--- Your objective ---
Filter the entries below, keeping only lines with "initialization".

[Items listed in a dataset]
- - - - - - -
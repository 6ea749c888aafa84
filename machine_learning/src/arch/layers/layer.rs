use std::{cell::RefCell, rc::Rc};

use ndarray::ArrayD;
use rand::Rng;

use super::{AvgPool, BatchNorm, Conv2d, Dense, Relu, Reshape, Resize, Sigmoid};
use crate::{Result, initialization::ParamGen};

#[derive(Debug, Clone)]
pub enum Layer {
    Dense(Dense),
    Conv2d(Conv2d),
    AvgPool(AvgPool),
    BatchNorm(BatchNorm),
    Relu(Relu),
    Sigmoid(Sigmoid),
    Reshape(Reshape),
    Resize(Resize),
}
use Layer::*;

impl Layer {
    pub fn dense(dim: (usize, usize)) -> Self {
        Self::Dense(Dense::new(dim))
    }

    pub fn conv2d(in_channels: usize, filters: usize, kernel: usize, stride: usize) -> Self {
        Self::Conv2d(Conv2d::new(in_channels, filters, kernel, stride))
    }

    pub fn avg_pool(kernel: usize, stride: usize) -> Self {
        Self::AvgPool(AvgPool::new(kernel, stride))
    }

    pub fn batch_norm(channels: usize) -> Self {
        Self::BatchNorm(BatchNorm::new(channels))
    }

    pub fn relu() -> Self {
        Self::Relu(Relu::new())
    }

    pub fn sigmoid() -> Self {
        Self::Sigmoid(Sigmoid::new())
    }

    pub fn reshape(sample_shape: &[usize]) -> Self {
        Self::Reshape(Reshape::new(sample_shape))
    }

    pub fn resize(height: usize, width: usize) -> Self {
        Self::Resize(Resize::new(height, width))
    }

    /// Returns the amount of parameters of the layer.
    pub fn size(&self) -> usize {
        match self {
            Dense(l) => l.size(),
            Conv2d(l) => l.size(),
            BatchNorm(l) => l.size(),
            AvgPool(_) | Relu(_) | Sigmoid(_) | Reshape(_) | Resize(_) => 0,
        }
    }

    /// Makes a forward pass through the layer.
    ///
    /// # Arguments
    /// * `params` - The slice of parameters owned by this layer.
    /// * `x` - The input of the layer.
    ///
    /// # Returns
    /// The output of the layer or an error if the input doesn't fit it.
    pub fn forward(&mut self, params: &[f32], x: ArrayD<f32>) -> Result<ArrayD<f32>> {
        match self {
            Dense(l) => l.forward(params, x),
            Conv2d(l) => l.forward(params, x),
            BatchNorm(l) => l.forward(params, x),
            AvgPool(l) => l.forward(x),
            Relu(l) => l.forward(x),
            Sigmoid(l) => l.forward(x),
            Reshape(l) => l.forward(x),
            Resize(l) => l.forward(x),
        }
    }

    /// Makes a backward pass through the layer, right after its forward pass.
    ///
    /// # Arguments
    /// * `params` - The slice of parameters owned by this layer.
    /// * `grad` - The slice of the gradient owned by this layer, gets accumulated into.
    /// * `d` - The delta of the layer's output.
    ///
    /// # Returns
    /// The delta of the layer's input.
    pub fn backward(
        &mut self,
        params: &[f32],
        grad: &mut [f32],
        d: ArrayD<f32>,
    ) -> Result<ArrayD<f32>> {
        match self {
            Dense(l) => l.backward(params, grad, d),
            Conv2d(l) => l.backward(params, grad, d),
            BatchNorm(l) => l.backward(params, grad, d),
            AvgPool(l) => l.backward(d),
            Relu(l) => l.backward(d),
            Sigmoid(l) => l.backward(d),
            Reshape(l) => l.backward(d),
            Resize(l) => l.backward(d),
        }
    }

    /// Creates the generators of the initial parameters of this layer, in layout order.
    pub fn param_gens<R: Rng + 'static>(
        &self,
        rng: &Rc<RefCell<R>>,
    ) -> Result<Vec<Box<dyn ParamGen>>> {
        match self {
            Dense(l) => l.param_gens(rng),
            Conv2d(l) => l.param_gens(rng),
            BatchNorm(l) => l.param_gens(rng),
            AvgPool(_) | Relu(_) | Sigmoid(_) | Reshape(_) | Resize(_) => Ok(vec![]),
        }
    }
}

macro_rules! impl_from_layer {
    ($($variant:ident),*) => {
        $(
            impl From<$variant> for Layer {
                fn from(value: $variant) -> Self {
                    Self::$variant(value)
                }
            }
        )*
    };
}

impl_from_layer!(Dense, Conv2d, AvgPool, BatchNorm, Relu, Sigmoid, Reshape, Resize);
- - - - - - -
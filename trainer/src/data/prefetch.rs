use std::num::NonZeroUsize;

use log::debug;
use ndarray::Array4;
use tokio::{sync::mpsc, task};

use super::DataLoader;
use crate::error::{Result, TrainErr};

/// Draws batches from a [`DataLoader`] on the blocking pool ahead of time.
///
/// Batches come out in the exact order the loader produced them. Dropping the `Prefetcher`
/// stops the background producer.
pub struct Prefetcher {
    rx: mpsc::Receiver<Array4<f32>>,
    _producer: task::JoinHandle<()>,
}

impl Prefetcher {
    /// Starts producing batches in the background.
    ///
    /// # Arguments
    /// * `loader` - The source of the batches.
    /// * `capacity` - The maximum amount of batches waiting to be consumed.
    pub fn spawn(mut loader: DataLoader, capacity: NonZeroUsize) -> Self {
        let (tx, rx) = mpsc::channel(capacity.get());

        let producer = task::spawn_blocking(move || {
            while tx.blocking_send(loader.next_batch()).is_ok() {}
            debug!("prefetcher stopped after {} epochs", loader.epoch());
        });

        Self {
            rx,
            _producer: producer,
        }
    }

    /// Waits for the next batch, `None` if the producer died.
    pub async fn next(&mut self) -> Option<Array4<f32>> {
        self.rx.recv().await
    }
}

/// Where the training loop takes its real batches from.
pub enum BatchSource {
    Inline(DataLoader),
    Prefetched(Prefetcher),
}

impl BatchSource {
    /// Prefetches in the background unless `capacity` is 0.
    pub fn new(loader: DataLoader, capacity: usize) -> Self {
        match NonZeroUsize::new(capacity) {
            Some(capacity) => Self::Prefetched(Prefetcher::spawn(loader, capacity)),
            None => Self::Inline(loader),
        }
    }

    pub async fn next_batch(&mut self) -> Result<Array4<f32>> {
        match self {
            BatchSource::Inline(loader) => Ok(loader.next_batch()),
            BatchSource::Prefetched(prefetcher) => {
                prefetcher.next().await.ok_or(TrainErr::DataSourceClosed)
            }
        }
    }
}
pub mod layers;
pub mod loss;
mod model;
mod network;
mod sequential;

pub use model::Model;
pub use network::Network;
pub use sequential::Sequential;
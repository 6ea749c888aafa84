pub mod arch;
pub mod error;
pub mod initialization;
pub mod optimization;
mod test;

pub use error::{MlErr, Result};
- - - - - - -
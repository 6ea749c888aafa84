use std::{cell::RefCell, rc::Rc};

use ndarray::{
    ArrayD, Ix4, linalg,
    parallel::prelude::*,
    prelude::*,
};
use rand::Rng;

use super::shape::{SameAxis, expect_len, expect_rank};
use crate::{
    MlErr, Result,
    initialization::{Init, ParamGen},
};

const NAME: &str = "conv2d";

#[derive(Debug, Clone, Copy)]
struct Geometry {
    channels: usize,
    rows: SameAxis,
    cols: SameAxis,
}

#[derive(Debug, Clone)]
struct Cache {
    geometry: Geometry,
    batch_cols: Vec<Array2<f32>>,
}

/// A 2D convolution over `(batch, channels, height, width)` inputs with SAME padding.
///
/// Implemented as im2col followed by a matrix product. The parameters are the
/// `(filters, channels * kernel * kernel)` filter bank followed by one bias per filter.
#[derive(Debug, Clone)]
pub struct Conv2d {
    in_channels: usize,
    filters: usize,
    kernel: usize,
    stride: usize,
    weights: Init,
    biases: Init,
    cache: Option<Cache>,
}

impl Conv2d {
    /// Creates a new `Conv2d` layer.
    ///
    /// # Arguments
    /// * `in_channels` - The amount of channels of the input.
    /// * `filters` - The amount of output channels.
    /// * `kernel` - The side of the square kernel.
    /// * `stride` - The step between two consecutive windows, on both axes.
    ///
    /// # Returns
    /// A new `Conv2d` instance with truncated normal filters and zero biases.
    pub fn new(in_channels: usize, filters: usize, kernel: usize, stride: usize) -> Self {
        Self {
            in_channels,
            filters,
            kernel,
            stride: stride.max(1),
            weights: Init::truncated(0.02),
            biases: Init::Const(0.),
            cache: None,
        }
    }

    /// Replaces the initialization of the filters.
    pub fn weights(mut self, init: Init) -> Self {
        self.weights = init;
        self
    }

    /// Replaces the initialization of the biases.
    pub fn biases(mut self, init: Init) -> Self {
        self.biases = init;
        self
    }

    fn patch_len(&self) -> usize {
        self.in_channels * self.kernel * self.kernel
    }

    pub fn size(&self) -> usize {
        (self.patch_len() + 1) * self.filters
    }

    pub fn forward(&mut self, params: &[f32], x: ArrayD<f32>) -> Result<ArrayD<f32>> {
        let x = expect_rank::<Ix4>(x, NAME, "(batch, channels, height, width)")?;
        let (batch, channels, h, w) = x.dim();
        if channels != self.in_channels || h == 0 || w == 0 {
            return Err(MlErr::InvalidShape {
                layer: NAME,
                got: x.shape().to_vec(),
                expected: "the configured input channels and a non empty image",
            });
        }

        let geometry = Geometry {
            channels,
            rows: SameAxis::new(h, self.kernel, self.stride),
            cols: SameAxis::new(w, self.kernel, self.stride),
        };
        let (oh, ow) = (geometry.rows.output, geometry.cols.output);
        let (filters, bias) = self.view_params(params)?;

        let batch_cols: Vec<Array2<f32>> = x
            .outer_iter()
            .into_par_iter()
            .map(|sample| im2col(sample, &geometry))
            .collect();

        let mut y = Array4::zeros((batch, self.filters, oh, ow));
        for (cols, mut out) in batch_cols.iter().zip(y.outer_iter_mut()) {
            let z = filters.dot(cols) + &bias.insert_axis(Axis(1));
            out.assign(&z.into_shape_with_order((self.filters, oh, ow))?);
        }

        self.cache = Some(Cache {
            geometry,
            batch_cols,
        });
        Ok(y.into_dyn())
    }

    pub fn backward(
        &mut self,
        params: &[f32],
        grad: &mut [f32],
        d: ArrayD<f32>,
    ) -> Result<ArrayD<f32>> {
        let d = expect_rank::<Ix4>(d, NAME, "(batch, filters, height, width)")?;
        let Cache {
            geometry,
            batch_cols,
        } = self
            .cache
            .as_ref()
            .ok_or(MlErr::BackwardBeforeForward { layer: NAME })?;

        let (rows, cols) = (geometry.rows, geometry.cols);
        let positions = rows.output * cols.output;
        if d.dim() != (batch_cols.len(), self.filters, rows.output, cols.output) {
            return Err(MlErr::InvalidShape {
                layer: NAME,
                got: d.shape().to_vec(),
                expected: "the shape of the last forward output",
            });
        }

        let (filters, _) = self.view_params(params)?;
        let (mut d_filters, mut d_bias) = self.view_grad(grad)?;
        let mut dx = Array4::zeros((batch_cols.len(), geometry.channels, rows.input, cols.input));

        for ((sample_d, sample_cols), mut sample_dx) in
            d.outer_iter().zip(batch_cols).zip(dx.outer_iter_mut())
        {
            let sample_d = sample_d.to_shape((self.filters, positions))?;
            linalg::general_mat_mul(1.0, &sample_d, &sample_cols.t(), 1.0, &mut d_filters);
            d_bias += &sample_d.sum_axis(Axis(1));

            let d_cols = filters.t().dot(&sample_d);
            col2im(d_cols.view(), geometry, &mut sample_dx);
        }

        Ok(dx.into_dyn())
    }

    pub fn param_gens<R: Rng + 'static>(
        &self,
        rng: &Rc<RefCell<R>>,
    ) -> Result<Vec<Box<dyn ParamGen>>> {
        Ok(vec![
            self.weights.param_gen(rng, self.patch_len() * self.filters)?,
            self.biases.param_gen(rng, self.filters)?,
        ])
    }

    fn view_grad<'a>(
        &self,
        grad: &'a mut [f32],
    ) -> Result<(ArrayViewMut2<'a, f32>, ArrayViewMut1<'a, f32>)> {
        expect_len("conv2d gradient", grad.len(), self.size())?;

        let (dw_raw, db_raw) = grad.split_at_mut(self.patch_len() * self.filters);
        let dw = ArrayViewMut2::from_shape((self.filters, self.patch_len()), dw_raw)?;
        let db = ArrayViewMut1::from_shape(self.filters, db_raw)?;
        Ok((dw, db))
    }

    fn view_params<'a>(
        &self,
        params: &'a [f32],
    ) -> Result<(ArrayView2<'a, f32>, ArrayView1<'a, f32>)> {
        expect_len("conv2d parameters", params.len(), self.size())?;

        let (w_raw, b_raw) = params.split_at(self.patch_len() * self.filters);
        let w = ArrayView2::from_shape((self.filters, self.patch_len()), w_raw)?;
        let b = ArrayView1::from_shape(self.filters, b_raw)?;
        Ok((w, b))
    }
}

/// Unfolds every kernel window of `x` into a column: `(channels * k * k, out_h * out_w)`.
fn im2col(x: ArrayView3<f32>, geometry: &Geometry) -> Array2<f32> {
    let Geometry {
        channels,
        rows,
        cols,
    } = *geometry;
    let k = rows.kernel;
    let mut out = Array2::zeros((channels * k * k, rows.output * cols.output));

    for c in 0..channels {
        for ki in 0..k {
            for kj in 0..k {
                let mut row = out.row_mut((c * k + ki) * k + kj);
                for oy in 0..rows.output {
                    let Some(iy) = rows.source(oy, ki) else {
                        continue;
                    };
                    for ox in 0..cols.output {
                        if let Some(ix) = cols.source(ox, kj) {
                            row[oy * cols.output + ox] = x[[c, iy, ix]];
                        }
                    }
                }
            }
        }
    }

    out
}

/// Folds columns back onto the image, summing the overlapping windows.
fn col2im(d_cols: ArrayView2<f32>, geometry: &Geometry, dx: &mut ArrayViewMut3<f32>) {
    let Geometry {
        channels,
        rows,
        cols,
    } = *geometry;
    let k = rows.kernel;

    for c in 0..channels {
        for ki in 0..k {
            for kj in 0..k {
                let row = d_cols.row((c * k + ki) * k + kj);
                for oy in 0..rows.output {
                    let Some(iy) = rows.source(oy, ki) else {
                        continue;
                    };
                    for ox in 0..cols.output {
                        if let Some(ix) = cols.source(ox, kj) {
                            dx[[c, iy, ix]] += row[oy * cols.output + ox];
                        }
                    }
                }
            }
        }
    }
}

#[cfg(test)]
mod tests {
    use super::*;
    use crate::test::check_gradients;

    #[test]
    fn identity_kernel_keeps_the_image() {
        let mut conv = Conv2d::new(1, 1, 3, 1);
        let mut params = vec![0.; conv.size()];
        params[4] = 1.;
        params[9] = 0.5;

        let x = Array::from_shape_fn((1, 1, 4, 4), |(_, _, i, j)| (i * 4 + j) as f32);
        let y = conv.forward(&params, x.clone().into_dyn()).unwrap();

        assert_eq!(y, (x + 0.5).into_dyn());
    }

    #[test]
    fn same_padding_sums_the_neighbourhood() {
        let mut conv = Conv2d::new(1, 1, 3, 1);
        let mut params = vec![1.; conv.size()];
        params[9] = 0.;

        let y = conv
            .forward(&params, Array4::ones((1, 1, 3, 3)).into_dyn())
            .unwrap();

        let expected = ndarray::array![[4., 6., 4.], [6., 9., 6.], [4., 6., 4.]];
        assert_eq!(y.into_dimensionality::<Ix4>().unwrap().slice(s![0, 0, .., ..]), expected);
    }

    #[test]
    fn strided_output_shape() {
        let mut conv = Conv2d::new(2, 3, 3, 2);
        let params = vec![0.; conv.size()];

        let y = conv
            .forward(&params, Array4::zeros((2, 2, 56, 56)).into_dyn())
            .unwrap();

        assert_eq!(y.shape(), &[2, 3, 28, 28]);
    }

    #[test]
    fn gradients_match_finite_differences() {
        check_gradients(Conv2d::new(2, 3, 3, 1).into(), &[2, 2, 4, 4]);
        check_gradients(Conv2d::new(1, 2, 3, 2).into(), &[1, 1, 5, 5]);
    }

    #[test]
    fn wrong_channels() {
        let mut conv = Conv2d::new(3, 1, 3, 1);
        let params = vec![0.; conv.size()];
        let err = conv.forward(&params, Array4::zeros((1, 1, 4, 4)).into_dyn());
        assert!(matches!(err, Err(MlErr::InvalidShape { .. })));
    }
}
- - - - - - -
--- Solved problem ---
use crate::{Result, initialization::ParamGen};
pub mod initialization;
    initialization::{Init, ParamGen},
    /// Replaces the initialization of the filters.
    /// Replaces the initialization of the biases.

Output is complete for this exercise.